--- START ---

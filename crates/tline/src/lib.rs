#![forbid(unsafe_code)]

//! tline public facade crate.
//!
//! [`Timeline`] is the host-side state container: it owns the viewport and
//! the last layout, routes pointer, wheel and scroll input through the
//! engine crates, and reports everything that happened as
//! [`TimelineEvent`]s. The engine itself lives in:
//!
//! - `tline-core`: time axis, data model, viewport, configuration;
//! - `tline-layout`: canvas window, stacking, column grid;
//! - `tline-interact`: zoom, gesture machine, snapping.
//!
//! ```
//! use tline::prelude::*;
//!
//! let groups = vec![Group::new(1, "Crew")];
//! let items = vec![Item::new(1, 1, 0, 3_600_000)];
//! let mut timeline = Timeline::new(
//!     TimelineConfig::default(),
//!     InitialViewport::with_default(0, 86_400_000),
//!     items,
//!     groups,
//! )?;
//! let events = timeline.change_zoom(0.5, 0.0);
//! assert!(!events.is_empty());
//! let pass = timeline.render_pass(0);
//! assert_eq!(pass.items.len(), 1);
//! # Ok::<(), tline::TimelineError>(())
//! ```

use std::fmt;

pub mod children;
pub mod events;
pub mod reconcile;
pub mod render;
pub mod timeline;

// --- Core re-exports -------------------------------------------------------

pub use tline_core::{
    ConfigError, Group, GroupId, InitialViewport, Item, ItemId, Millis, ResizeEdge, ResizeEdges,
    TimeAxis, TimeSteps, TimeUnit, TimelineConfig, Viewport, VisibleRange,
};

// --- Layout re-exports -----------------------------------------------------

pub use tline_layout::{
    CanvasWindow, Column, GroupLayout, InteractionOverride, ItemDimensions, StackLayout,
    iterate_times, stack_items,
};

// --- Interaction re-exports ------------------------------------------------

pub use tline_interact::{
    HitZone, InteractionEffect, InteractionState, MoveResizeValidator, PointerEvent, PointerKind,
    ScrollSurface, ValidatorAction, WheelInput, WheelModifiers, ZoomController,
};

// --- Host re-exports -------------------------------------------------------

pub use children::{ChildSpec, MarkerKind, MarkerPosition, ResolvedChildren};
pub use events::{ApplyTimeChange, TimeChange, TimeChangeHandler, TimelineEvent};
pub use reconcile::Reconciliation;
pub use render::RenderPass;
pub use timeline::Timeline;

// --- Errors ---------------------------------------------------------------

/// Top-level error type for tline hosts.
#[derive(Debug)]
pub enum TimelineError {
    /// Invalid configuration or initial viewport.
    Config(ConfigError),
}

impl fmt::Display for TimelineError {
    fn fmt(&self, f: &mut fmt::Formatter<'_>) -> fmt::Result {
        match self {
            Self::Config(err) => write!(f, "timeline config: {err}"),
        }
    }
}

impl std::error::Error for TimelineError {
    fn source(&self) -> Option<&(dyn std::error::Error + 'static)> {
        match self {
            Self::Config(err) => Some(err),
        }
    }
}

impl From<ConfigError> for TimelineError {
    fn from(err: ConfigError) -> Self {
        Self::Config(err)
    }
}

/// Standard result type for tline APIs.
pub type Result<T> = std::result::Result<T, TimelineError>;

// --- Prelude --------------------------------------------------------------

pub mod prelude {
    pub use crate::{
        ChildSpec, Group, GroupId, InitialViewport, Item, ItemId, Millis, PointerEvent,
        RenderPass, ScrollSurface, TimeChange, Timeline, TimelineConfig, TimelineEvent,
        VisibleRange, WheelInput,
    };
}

--- END ---

Write out, exactly as shown, only the lines running from the one that contains "for tline APIs." to the last line above.

> _Exercise answer_
/// Standard result type for tline APIs.
pub type Result<T> = std::result::Result<T, TimelineError>;

// --- Prelude --------------------------------------------------------------

pub mod prelude {
    pub use crate::{
        ChildSpec, Group, GroupId, InitialViewport, Item, ItemId, Millis, PointerEvent,
        RenderPass, ScrollSurface, TimeChange, Timeline, TimelineConfig, TimelineEvent,
        VisibleRange, WheelInput,
    };
}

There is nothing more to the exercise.